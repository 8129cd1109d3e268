//! Message types for the remote link
//!
//! - Host → Lamp: plugin selection, cycling, queries and plugin input
//! - Lamp → Host: one response per request

use crate::heading::Heading;
use crate::frame::{Frame, FrameError};

// Message type IDs: Host → Lamp
pub const MSG_SELECT: u8 = 0x01;
pub const MSG_NEXT: u8 = 0x02;
pub const MSG_PING: u8 = 0x03;
pub const MSG_QUERY: u8 = 0x04;
pub const MSG_PIXEL: u8 = 0x10;
pub const MSG_CLEAR: u8 = 0x11;
pub const MSG_STEER: u8 = 0x12;

// Message type IDs: Lamp → Host
pub const MSG_ACK: u8 = 0x80;
pub const MSG_NOT_FOUND: u8 = 0x81;
pub const MSG_PONG: u8 = 0x82;
pub const MSG_ACTIVE: u8 = 0x83;
pub const MSG_ERROR: u8 = 0x8F;

/// Requests from the remote controller
#[derive(Debug, Clone, Copy, PartialEq, Eq)]
#[cfg_attr(feature = "defmt", derive(defmt::Format))]
pub enum RemoteCommand<'a> {
    /// Activate the plugin with this id
    Select { id: &'a str },
    /// Cycle to the next plugin
    Next,
    /// Link check
    Ping,
    /// Ask which plugin is active
    Query,
    /// Set one pixel on plugins that accept drawing
    Pixel { row: u8, col: u8, value: u8 },
    /// Clear the canvas of plugins that accept drawing
    Clear,
    /// Steer plugins that accept a direction
    Steer(Heading),
}

impl<'a> RemoteCommand<'a> {
    /// Parse a command from a frame
    pub fn from_frame(frame: &'a Frame) -> Result<Self, FrameError> {
        let payload = frame.payload.as_slice();
        match frame.msg_type {
            MSG_SELECT => {
                if payload.is_empty() {
                    return Err(FrameError::InvalidFrame);
                }
                let id = core::str::from_utf8(payload).map_err(|_| FrameError::InvalidFrame)?;
                Ok(RemoteCommand::Select { id })
            }
            MSG_NEXT => Ok(RemoteCommand::Next),
            MSG_PING => Ok(RemoteCommand::Ping),
            MSG_QUERY => Ok(RemoteCommand::Query),
            MSG_PIXEL => match *payload {
                [row, col, value] => Ok(RemoteCommand::Pixel { row, col, value }),
                _ => Err(FrameError::InvalidFrame),
            },
            MSG_CLEAR => Ok(RemoteCommand::Clear),
            MSG_STEER => {
                let byte = payload.first().ok_or(FrameError::InvalidFrame)?;
                let heading = Heading::from_byte(*byte).ok_or(FrameError::InvalidFrame)?;
                Ok(RemoteCommand::Steer(heading))
            }
            _ => Err(FrameError::UnknownType),
        }
    }

    /// Encode this command into a frame (host side and tests)
    pub fn to_frame(&self) -> Result<Frame, FrameError> {
        match self {
            RemoteCommand::Select { id } => Frame::new(MSG_SELECT, id.as_bytes()),
            RemoteCommand::Next => Ok(Frame::empty(MSG_NEXT)),
            RemoteCommand::Ping => Ok(Frame::empty(MSG_PING)),
            RemoteCommand::Query => Ok(Frame::empty(MSG_QUERY)),
            RemoteCommand::Pixel { row, col, value } => {
                Frame::new(MSG_PIXEL, &[*row, *col, *value])
            }
            RemoteCommand::Clear => Ok(Frame::empty(MSG_CLEAR)),
            RemoteCommand::Steer(heading) => Frame::new(MSG_STEER, &[heading.to_byte()]),
        }
    }
}

/// Reason codes carried by the ERROR response
#[derive(Debug, Clone, Copy, PartialEq, Eq)]
#[cfg_attr(feature = "defmt", derive(defmt::Format))]
#[repr(u8)]
pub enum ErrorCode {
    /// Frame failed checksum or had a bad payload
    Malformed = 0x01,
    /// Message type not understood
    Unsupported = 0x02,
    /// Lamp has no active plugin yet
    NotStarted = 0x03,
}

impl ErrorCode {
    pub fn from_byte(byte: u8) -> Option<Self> {
        match byte {
            0x01 => Some(ErrorCode::Malformed),
            0x02 => Some(ErrorCode::Unsupported),
            0x03 => Some(ErrorCode::NotStarted),
            _ => None,
        }
    }
}

impl From<FrameError> for ErrorCode {
    fn from(err: FrameError) -> Self {
        match err {
            FrameError::UnknownType => ErrorCode::Unsupported,
            _ => ErrorCode::Malformed,
        }
    }
}

/// Responses from the lamp
#[derive(Debug, Clone, Copy, PartialEq, Eq)]
#[cfg_attr(feature = "defmt", derive(defmt::Format))]
pub enum LampResponse<'a> {
    /// Request accepted
    Ack,
    /// SELECT named an unknown plugin id
    NotFound,
    /// Reply to PING
    Pong,
    /// Reply to QUERY
    Active { id: &'a str },
    /// Request rejected
    Error(ErrorCode),
}

impl<'a> LampResponse<'a> {
    /// Encode this response into a frame
    pub fn to_frame(&self) -> Result<Frame, FrameError> {
        match self {
            LampResponse::Ack => Ok(Frame::empty(MSG_ACK)),
            LampResponse::NotFound => Ok(Frame::empty(MSG_NOT_FOUND)),
            LampResponse::Pong => Ok(Frame::empty(MSG_PONG)),
            LampResponse::Active { id } => Frame::new(MSG_ACTIVE, id.as_bytes()),
            LampResponse::Error(code) => Frame::new(MSG_ERROR, &[*code as u8]),
        }
    }

    /// Parse a response from a frame (host side and tests)
    pub fn from_frame(frame: &'a Frame) -> Result<Self, FrameError> {
        let payload = frame.payload.as_slice();
        match frame.msg_type {
            MSG_ACK => Ok(LampResponse::Ack),
            MSG_NOT_FOUND => Ok(LampResponse::NotFound),
            MSG_PONG => Ok(LampResponse::Pong),
            MSG_ACTIVE => {
                let id = core::str::from_utf8(payload).map_err(|_| FrameError::InvalidFrame)?;
                Ok(LampResponse::Active { id })
            }
            MSG_ERROR => {
                let byte = payload.first().ok_or(FrameError::InvalidFrame)?;
                let code = ErrorCode::from_byte(*byte).ok_or(FrameError::InvalidFrame)?;
                Ok(LampResponse::Error(code))
            }
            _ => Err(FrameError::UnknownType),
        }
    }
}

#[cfg(test)]
mod tests {
    use super::*;

    #[test]
    fn test_select_parses_id() {
        let frame = Frame::new(MSG_SELECT, b"life").unwrap();
        let cmd = RemoteCommand::from_frame(&frame).unwrap();
        assert_eq!(cmd, RemoteCommand::Select { id: "life" });
    }

    #[test]
    fn test_select_rejects_empty_and_invalid_utf8() {
        let empty = Frame::empty(MSG_SELECT);
        assert_eq!(
            RemoteCommand::from_frame(&empty),
            Err(FrameError::InvalidFrame)
        );

        let bad = Frame::new(MSG_SELECT, &[0xFF, 0xFE]).unwrap();
        assert_eq!(RemoteCommand::from_frame(&bad), Err(FrameError::InvalidFrame));
    }

    #[test]
    fn test_pixel_needs_three_bytes() {
        let frame = Frame::new(MSG_PIXEL, &[1, 2, 200]).unwrap();
        assert_eq!(
            RemoteCommand::from_frame(&frame),
            Ok(RemoteCommand::Pixel {
                row: 1,
                col: 2,
                value: 200
            })
        );

        let short = Frame::new(MSG_PIXEL, &[1, 2]).unwrap();
        assert_eq!(RemoteCommand::from_frame(&short), Err(FrameError::InvalidFrame));
    }

    #[test]
    fn test_steer() {
        let cmd = RemoteCommand::Steer(Heading::Left);
        let frame = cmd.to_frame().unwrap();
        assert_eq!(frame.msg_type, MSG_STEER);
        assert_eq!(RemoteCommand::from_frame(&frame), Ok(cmd));
    }

    #[test]
    fn test_unknown_type() {
        let frame = Frame::empty(0x7E);
        let err = RemoteCommand::from_frame(&frame).unwrap_err();
        assert_eq!(err, FrameError::UnknownType);
        assert_eq!(ErrorCode::from(err), ErrorCode::Unsupported);
    }

    #[test]
    fn test_active_response() {
        let frame = LampResponse::Active { id: "rain" }.to_frame().unwrap();
        assert_eq!(frame.msg_type, MSG_ACTIVE);
        assert_eq!(frame.payload.as_slice(), b"rain");
        assert_eq!(
            LampResponse::from_frame(&frame),
            Ok(LampResponse::Active { id: "rain" })
        );
    }

    #[test]
    fn test_error_response() {
        let frame = LampResponse::Error(ErrorCode::NotStarted).to_frame().unwrap();
        assert_eq!(frame.payload.as_slice(), &[0x03]);
        assert_eq!(
            LampResponse::from_frame(&frame),
            Ok(LampResponse::Error(ErrorCode::NotStarted))
        );
    }
}
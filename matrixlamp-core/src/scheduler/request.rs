//! Pending switch requests
//!
//! The button and the remote link are two producers of one logical stream
//! of switch requests. Remote requests are parked in a [`RequestSlot`] and
//! picked up at the top of the next scheduler step; they never call into
//! the scheduler re-entrantly.

use crate::plugin::SelectError;

/// Switch request from the remote link
#[derive(Debug, Clone, Copy, PartialEq, Eq)]
#[cfg_attr(feature = "defmt", derive(defmt::Format))]
pub enum RemoteRequest {
    /// Activate the plugin at this registry index
    Select(usize),
    /// Activate the next plugin in cycling order
    Next,
}

/// Single-entry request slot
///
/// A burst of requests between two steps collapses to the latest one.
#[derive(Debug, Clone, Copy, Default, PartialEq, Eq)]
pub struct RequestSlot {
    pending: Option<RemoteRequest>,
}

impl RequestSlot {
    pub const fn new() -> Self {
        Self { pending: None }
    }

    /// Park a request, replacing any earlier one
    ///
    /// Returns the request that was replaced.
    pub fn post(&mut self, request: RemoteRequest) -> Option<RemoteRequest> {
        self.pending.replace(request)
    }

    pub fn take(&mut self) -> Option<RemoteRequest> {
        self.pending.take()
    }

    pub fn peek(&self) -> Option<RemoteRequest> {
        self.pending
    }

    pub fn clear(&mut self) {
        self.pending = None;
    }
}

/// The only way the remote layer may change which plugin is active
pub trait CommandSink {
    /// Request the plugin with this id
    ///
    /// Unknown ids are rejected with [`SelectError::NotFound`] and change
    /// nothing.
    fn select_plugin(&mut self, id: &str) -> Result<(), SelectError>;

    /// Request the next plugin in cycling order
    fn request_next(&mut self);
}
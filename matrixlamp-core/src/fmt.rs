//! Logging shims
//!
//! Forward to `defmt` when the `defmt` feature is enabled and compile to
//! nothing otherwise, so host builds carry no logging dependency.

#![macro_use]
#![allow(unused_macros)]

macro_rules! trace {
    ($s:literal $(, $x:expr)* $(,)?) => {
        {
            #[cfg(feature = "defmt")]
            ::defmt::trace!($s $(, $x)*);
            #[cfg(not(feature = "defmt"))]
            let _ = ($( & $x ),*);
        }
    };
}

macro_rules! debug {
    ($s:literal $(, $x:expr)* $(,)?) => {
        {
            #[cfg(feature = "defmt")]
            ::defmt::debug!($s $(, $x)*);
            #[cfg(not(feature = "defmt"))]
            let _ = ($( & $x ),*);
        }
    };
}

macro_rules! info {
    ($s:literal $(, $x:expr)* $(,)?) => {
        {
            #[cfg(feature = "defmt")]
            ::defmt::info!($s $(, $x)*);
            #[cfg(not(feature = "defmt"))]
            let _ = ($( & $x ),*);
        }
    };
}

macro_rules! warn {
    ($s:literal $(, $x:expr)* $(,)?) => {
        {
            #[cfg(feature = "defmt")]
            ::defmt::warn!($s $(, $x)*);
            #[cfg(not(feature = "defmt"))]
            let _ = ($( & $x ),*);
        }
    };
}

macro_rules! error {
    ($s:literal $(, $x:expr)* $(,)?) => {
        {
            #[cfg(feature = "defmt")]
            ::defmt::error!($s $(, $x)*);
            #[cfg(not(feature = "defmt"))]
            let _ = ($( & $x ),*);
        }
    };
}
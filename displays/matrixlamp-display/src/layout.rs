//! Panel mounting and wiring
//!
//! [`Rotation`] corrects for how the panel is hung on the wall.
//! [`PixelOrder`] describes how the LEDs are chained through the shift
//! registers.

use crate::frame::{PANEL_COLS, PANEL_ROWS, PIXEL_COUNT};

#[cfg(feature = "serde")]
use serde::{Deserialize, Serialize};

/// Clockwise rotation applied when a frame is committed
#[derive(Debug, Clone, Copy, PartialEq, Eq, Default)]
#[cfg_attr(feature = "defmt", derive(defmt::Format))]
#[cfg_attr(feature = "serde", derive(Serialize, Deserialize))]
pub enum Rotation {
    #[default]
    Deg0,
    Deg90,
    Deg180,
    Deg270,
}

impl Rotation {
    /// Parse from degrees (0, 90, 180, 270)
    pub fn from_degrees(degrees: u16) -> Option<Self> {
        match degrees {
            0 => Some(Rotation::Deg0),
            90 => Some(Rotation::Deg90),
            180 => Some(Rotation::Deg180),
            270 => Some(Rotation::Deg270),
            _ => None,
        }
    }

    /// Rotation in degrees
    pub fn degrees(self) -> u16 {
        match self {
            Rotation::Deg0 => 0,
            Rotation::Deg90 => 90,
            Rotation::Deg180 => 180,
            Rotation::Deg270 => 270,
        }
    }

    /// Map a logical (row, col) to the physical position on the panel
    ///
    /// The panel is square, so every rotation stays in bounds.
    pub fn map(self, row: usize, col: usize) -> (usize, usize) {
        let last_row = PANEL_ROWS - 1;
        let last_col = PANEL_COLS - 1;
        match self {
            Rotation::Deg0 => (row, col),
            Rotation::Deg90 => (col, last_row - row),
            Rotation::Deg180 => (last_row - row, last_col - col),
            Rotation::Deg270 => (last_col - col, row),
        }
    }
}

/// Order in which pixels sit along the shift-register chain
#[derive(Debug, Clone, Copy, PartialEq, Eq, Default)]
#[cfg_attr(feature = "defmt", derive(defmt::Format))]
#[cfg_attr(feature = "serde", derive(Serialize, Deserialize))]
pub enum PixelOrder {
    /// Every row runs left to right
    #[default]
    RowMajor,
    /// Even rows run left to right, odd rows right to left
    Serpentine,
}

impl PixelOrder {
    /// Parse from the config file spelling
    pub fn from_name(name: &str) -> Option<Self> {
        match name {
            "row_major" => Some(PixelOrder::RowMajor),
            "serpentine" => Some(PixelOrder::Serpentine),
            _ => None,
        }
    }

    /// Position of the `index`-th LED in the chain
    pub fn position(self, index: usize) -> (usize, usize) {
        let index = index % PIXEL_COUNT;
        let row = index / PANEL_COLS;
        let col = index % PANEL_COLS;
        match self {
            PixelOrder::RowMajor => (row, col),
            PixelOrder::Serpentine if row % 2 == 1 => (row, PANEL_COLS - 1 - col),
            PixelOrder::Serpentine => (row, col),
        }
    }
}
//! Falling rain
//!
//! Each drop falls at its own speed. The trail comes from fading the
//! previous frame rather than tracking old positions.

use heapless::Vec;
use matrixlamp_core::plugin::{InputSnapshot, Plugin};
use matrixlamp_display::{Frame, PANEL_COLS, PANEL_ROWS, PIXEL_ON};

use crate::pace::Pace;
use crate::rng::Rng;

const STEP_MS: u32 = 40;
const MAX_DROPS: usize = 12;
const SPAWN_PERCENT: u32 = 30;
const TRAIL_FADE: u8 = 64;

#[derive(Debug, Clone, Copy)]
struct Raindrop {
    row: i16,
    col: i16,
    /// Steps between moves (1 = every step)
    period: u8,
    wait: u8,
}

pub struct RainPlugin {
    drops: Vec<Raindrop, MAX_DROPS>,
    pace: Pace,
    rng: Rng,
}

impl RainPlugin {
    pub fn new(seed: u32) -> Self {
        Self {
            drops: Vec::new(),
            pace: Pace::new(STEP_MS),
            rng: Rng::new(seed),
        }
    }

    pub fn drop_count(&self) -> usize {
        self.drops.len()
    }

    fn spawn(&mut self) {
        if self.drops.is_full() || !self.rng.chance(SPAWN_PERCENT) {
            return;
        }
        let col = self.rng.below(PANEL_COLS as u32) as i16;
        let period = 1 + self.rng.below(3) as u8;
        let _ = self.drops.push(Raindrop {
            row: 0,
            col,
            period,
            wait: period,
        });
    }

    fn fall(&mut self) {
        for drop in self.drops.iter_mut() {
            drop.wait -= 1;
            if drop.wait == 0 {
                drop.row += 1;
                drop.wait = drop.period;
            }
        }
        self.drops.retain(|d| d.row < PANEL_ROWS as i16);
    }
}

impl Plugin for RainPlugin {
    fn id(&self) -> &'static str {
        "rain"
    }

    fn setup(&mut self) {
        self.drops.clear();
        self.pace.reset();
    }

    fn tick(&mut self, frame: &mut Frame, input: &InputSnapshot<'_>) {
        if !self.pace.ready(input.now_ms) {
            return;
        }
        frame.fade(TRAIL_FADE);
        self.fall();
        self.spawn();
        for drop in self.drops.iter() {
            frame.set(drop.row, drop.col, PIXEL_ON);
        }
    }

    fn teardown(&mut self) {
        self.drops.clear();
    }
}
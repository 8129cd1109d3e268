//! Matrixlamp Remote Control Protocol
//!
//! This crate defines the serial protocol between a remote controller (a
//! network bridge, a phone app relay, a host script) and the lamp. The
//! remote side may pick the active plugin by id, cycle to the next one,
//! and feed input to plugins that accept it (the drawing canvas, the
//! snake game).
//!
//! # Messages
//!
//! | Host → lamp | Lamp → host |
//! |---|---|
//! | `SELECT(id)`, `NEXT` | `ACK` or `NOT_FOUND` |
//! | `PING` | `PONG` |
//! | `QUERY` | `ACTIVE(id)` or `ERROR(NotStarted)` |
//! | `PIXEL`, `CLEAR`, `STEER` | `ACK` |
//!
//! Framing is described in [`frame`]. Malformed frames are answered with
//! `ERROR`.
//!
//! Every host request gets exactly one response frame.

#![cfg_attr(not(test), no_std)]
#![deny(unsafe_code)]

pub mod heading;
pub mod frame;
pub mod messages;

pub use heading::Heading;
pub use frame::{Frame, FrameError, FrameParser, FRAME_START, MAX_PAYLOAD_SIZE};
pub use messages::{ErrorCode, LampResponse, RemoteCommand};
- - -
**Instructions to follow**
Filter the entries and keep only the lines holding "degrees".

**Solution for this problem**
    /// Parse from degrees (0, 90, 180, 270)
    pub fn from_degrees(degrees: u16) -> Option<Self> {
        match degrees {
    /// Rotation in degrees
    pub fn degrees(self) -> u16 {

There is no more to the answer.